Yeah, this is an empirical question—theoretically, we might see better arguments rise in status and influence people more, and of course to some extent we do (e.g. AI risk rising in status over the last 10 years). But there are other factors influencing the status of ideas too, like some kind of general action-bias / power-seeking-bias. Concretely, I feel that most of the bullet points in the “uncertainty” section of the post are underrepresented in the discourse—curious if you disagree.
Also, one more point on the deferral thing—one way in which I think I’m weird is that I would genuinely raise my esteem of someone (on a gut-level) if they said “I’m hopelessly biased on this topic, I can’t think about it, don’t listen to me”. Unfortunately, you never see this. I would really like to see that more.

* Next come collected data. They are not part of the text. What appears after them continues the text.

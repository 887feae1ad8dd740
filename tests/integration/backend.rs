//! Resolution against the directory backend.

use nxsds_cli::backend::ConfigBackend;
use nxsds_cli::core::{BackendError, ResolverError};
use nxsds_cli::output::{OutputMode, RecordFilter};
use nxsds_cli::resolver::{ComponentResolver, ResolverOptions};
use nxsds_cli::test_utils::{BackendEnvironment, ComponentFixture, DataSourceFixture, init_test_logging};
use serde_json::json;

#[test]
fn dependency_closure_resolves_every_component() {
    init_test_logging(None);
    let env = BackendEnvironment::with_beamline().unwrap();
    let backend = env.backend().unwrap();
    let resolver = ComponentResolver::new(&backend, ResolverOptions::default()).unwrap();

    let names = vec!["beamline".to_string()];
    let resolved = resolver.resolve_components(Some(names.as_slice()), None).unwrap();
    let order: Vec<&str> = resolved.iter().map(|c| c.name.as_str()).collect();
    assert_eq!(order, vec!["beamline", "slit", "mca"]);

    let description = resolver
        .components(Some(names.as_slice()), &RecordFilter::default(), None, OutputMode::Tree)
        .unwrap();
    let value = serde_json::to_value(&description).unwrap();
    assert_eq!(value["beamline"], json!({}));
    assert_eq!(value["mca"]["mca_data"][0][0], "INIT");
    assert_eq!(value["slit"]["gap"].as_array().unwrap().len(), 2);
}

#[test]
fn missing_dependency_fails_the_call() {
    let env = BackendEnvironment::new().unwrap();
    env.add_component(&ComponentFixture::new("top", "<definition>$components.ghost</definition>")).unwrap();
    let backend = env.backend().unwrap();
    let resolver = ComponentResolver::new(&backend, ResolverOptions::default()).unwrap();

    let err = resolver.resolve_components(None, None).unwrap_err();
    assert!(matches!(err, ResolverError::Backend(BackendError::NotFound { .. })));
}

#[test]
fn variables_from_file_and_call_are_merged() {
    let env = BackendEnvironment::with_beamline().unwrap();
    env.set_variables(&json!({"entryname": "run"})).unwrap();
    let backend = env.backend().unwrap();
    let resolver = ComponentResolver::new(&backend, ResolverOptions::default()).unwrap();

    let names = vec!["mca".to_string()];
    let resolved = resolver
        .resolve_components(Some(names.as_slice()), Some(&json!({"serialno": 7})))
        .unwrap();
    assert!(resolved[0].registry.contains("mca_data"));

    let variables = backend.variables().unwrap();
    assert_eq!(variables.get("entryname"), Some(&json!("run")));
    assert_eq!(variables.get("serialno"), Some(&json!(7)));
}

#[test]
fn missing_variable_is_an_error() {
    let env = BackendEnvironment::with_beamline().unwrap();
    let backend = env.backend().unwrap();
    let resolver = ComponentResolver::new(&backend, ResolverOptions::default()).unwrap();

    let names = vec!["mca".to_string()];
    let err = resolver.resolve_components(Some(names.as_slice()), Some(&json!({}))).unwrap_err();
    match err {
        ResolverError::Backend(BackendError::UnresolvedVariable { name, component }) => {
            assert_eq!(name, "serialno");
            assert_eq!(component, "mca");
        }
        other => panic!("unexpected error: {other:?}"),
    }
}

#[test]
fn malformed_component_fails_the_call() {
    let env = BackendEnvironment::new().unwrap();
    env.add_component(&ComponentFixture::invalid()).unwrap();
    let backend = env.backend().unwrap();
    let resolver = ComponentResolver::new(&backend, ResolverOptions::default()).unwrap();

    assert!(matches!(resolver.resolve_components(None, None), Err(ResolverError::InvalidXml { .. })));
}

#[test]
fn datasources_with_script_expansion() {
    let env = BackendEnvironment::new().unwrap();
    env.add_data_source(&DataSourceFixture::pyeval("ratio", &["i0", "i1", "i2"], "ds.result = ds.i1 / ds.i0"))
        .unwrap();
    env.add_data_source(&DataSourceFixture::client("i0", "counter_0")).unwrap();
    env.add_data_source(&DataSourceFixture::client("i1", "counter_1")).unwrap();
    env.add_data_source(&DataSourceFixture::client("i2", "counter_2")).unwrap();
    let backend = env.backend().unwrap();

    let names = vec!["ratio".to_string()];
    let plain = ComponentResolver::new(&backend, ResolverOptions::default()).unwrap();
    let description = plain.data_sources(Some(names.as_slice()), &RecordFilter::default(), OutputMode::Tree).unwrap();
    assert_eq!(serde_json::to_value(&description).unwrap(), json!({"ratio": [["PYEVAL", null]]}));

    let expanded = ComponentResolver::new(&backend, ResolverOptions { expand_scripts: true }).unwrap();
    let description = expanded
        .data_sources(Some(names.as_slice()), &RecordFilter::by_kind(Some("CLIENT")), OutputMode::Tree)
        .unwrap();
    assert_eq!(
        serde_json::to_value(&description).unwrap(),
        json!({"i0": [["CLIENT", "counter_0"]], "i1": [["CLIENT", "counter_1"]]})
    );
}
//! Test utilities for nxsds
//!
//! Helpers shared by unit and integration tests:
//! - XML fixtures for components and datasources
//! - Temporary backend directories
//! - One-time logging initialization
//!
//! # Example
//!
//! ```rust,no_run
//! use nxsds_cli::resolver::{ComponentResolver, ResolverOptions};
//! use nxsds_cli::test_utils::BackendEnvironment;
//!
//! let env = BackendEnvironment::with_beamline().unwrap();
//! let backend = env.backend().unwrap();
//! let resolver = ComponentResolver::new(&backend, ResolverOptions::default()).unwrap();
//! assert!(resolver.available_components().contains(&"slit".to_string()));
//! ```

pub mod environment;
pub mod fixtures;

pub use environment::BackendEnvironment;
pub use fixtures::{ComponentFixture, DataSourceFixture, memory_backend};

use std::sync::Once;
use tracing::Level;
use tracing_subscriber::EnvFilter;

/// Global flag to ensure logging is only initialized once in tests
static INIT_LOGGING: Once = Once::new();

/// Initialize logging for tests.
///
/// Initializes the tracing subscriber once per process. Uses `level` when
/// given, `RUST_LOG` otherwise, and stays silent when neither is set.
///
/// ```bash
/// RUST_LOG=nxsds_cli=trace cargo test
/// ```
pub fn init_test_logging(level: Option<Level>) {
    INIT_LOGGING.call_once(|| {
        let filter = if let Some(level) = level {
            EnvFilter::new(level.to_string())
        } else if std::env::var("RUST_LOG").is_ok() {
            EnvFilter::from_default_env()
        } else {
            return;
        };

        let _ = tracing_subscriber::fmt()
            .with_env_filter(filter)
            .with_test_writer()
            .with_target(true)
            .with_thread_ids(false)
            .try_init();
    });
}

E.g. if someone who tries extremely hard said “I can’t really clearly think about what I’m doing because I’m working so hard, so be careful about listening to me” it would be very beautiful to me. Poetically speaking, it would be… accepting that they are a human weapon, forged for a purpose, impaired by that sacrifice, baring it for the world to see. There would be a slight feeling of heartbreak and love for them in me, and I might very well value them more than before. As I argue in the “Epistemic distortion” section, there’s at least to some extent a deep tradeoff between doing and thinking—so admitting that they are trading off against thinking, crippling their mind on a deep level, could make people respect them more by showing how much they are sacrificing for the “doing” status hierarchy. It could be heroic.
That’s just a fantasy I have about how things could work.